2. Assumes good documentation. Not a given with systemd, as it stands now.
Why does everyone assume that systemd doesn't have good documentation? I personally have found the documentation to be excellent.
3. Assumes that problems are easy to track down. Harder to do with murky and monolithic code.
Statements that are equally valid for sysvinit.
(I still shudder the first time udev did something completely counter-intuitive at 0-dark-30, and that's from the same cast of characters.
Udev predates systemd, by a long long time. If you have problems with udev don't blame systemd.

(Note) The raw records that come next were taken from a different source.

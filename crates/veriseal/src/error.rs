//! Error types for signing.

use thiserror::Error;
use veriseal_core::CoreError;

/// Errors that abort a signing call.
///
/// A receipt over mis-encoded data would be a false attestation, so
/// encoding failures propagate instead of producing a degraded receipt.
#[derive(Debug, Error)]
pub enum SignError {
    /// The payload could not be canonically encoded.
    #[error("encoding error: {0}")]
    Encoding(#[from] CoreError),

    /// Key material handed in at construction could not be parsed.
    #[error("invalid key material: {0}")]
    InvalidKey(String),
}

/// Result type for signing operations.
pub type Result<T> = std::result::Result<T, SignError>;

4. More fundamentally, 0-dark-30 events are almost always unexpected (other than in the sense of Murphy's Law), and tricky to resolve - one has hopefully prepared for the expected. Hence, it's not completely clear that one CAN familiarize oneself in a meaningful way - particularly when talking about something as monolithic as systemd. That's one of the major reasons for keeping things modular, and keeping modules simple.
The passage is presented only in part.